### What the task asks
The required response is the number of lines in the entries that include the word "join", with nothing added.

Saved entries
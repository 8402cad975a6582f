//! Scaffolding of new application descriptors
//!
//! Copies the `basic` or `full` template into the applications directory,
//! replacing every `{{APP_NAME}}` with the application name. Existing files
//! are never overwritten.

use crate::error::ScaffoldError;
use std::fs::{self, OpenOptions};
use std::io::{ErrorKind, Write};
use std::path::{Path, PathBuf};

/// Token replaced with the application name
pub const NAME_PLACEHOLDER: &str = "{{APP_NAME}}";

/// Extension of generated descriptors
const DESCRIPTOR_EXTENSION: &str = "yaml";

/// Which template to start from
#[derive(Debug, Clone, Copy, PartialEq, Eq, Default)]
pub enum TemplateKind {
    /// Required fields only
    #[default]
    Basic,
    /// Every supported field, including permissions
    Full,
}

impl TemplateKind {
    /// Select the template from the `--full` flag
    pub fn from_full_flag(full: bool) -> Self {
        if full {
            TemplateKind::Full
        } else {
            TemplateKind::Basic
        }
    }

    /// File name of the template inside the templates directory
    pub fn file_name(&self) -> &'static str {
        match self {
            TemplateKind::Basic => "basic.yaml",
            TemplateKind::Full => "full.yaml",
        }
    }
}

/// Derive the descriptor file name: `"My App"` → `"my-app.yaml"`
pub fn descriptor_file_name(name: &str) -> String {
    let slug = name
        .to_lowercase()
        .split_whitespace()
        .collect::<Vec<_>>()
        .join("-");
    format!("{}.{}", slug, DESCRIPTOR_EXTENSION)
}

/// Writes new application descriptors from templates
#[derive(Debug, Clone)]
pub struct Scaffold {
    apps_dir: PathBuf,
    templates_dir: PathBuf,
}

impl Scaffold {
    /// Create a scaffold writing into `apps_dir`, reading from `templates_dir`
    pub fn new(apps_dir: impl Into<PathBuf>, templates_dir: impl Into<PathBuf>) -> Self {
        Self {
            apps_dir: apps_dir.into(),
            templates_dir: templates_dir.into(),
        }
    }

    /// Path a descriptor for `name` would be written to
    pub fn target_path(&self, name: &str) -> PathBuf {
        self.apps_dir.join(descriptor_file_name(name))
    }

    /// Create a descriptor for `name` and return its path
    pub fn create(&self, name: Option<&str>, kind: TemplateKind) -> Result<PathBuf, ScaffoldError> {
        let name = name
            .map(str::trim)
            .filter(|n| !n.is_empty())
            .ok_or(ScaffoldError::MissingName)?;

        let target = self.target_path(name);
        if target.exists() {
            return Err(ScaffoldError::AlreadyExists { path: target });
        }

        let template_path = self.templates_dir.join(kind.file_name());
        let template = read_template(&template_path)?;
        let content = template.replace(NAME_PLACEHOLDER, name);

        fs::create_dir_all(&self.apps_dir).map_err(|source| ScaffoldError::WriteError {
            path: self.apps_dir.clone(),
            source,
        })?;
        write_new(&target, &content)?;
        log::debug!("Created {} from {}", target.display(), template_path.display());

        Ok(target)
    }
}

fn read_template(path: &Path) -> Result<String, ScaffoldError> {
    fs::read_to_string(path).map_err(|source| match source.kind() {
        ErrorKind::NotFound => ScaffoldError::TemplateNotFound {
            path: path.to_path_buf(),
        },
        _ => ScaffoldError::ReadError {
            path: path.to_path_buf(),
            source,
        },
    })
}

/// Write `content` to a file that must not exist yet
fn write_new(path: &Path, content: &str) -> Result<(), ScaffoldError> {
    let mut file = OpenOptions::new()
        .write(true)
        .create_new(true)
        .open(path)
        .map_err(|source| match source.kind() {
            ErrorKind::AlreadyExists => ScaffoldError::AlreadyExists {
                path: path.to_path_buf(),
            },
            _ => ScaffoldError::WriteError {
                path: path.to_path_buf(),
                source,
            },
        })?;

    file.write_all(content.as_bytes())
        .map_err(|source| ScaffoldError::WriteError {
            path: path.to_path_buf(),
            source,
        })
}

* * *

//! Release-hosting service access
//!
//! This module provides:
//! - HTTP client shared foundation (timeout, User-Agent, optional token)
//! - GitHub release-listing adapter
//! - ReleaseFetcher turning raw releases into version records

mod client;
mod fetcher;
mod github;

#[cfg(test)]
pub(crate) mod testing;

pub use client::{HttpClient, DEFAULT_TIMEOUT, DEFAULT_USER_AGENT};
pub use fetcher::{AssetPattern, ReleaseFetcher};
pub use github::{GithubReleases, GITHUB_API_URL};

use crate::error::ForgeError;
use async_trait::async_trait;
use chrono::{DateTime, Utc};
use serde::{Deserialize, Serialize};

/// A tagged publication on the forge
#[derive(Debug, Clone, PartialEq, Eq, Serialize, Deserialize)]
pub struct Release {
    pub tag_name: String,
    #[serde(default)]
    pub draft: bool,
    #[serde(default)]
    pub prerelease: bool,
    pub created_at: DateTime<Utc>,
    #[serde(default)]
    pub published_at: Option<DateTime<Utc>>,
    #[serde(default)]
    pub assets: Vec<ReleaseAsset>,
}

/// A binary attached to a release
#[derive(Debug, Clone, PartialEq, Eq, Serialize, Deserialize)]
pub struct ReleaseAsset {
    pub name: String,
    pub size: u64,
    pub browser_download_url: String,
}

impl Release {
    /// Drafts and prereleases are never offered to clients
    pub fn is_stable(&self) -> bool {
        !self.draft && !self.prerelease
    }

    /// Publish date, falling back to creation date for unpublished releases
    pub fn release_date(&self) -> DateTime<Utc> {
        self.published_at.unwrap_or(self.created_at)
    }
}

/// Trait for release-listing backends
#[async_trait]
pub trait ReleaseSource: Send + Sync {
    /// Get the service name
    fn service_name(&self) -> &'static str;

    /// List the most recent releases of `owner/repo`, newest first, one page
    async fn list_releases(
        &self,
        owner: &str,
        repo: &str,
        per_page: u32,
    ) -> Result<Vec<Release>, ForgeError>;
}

---

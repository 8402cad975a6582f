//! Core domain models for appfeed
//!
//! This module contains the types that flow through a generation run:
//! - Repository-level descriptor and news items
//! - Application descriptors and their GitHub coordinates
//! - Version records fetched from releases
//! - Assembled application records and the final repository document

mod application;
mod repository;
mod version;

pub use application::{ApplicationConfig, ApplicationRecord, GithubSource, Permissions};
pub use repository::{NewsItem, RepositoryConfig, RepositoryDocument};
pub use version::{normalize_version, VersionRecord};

### Answer for the task
3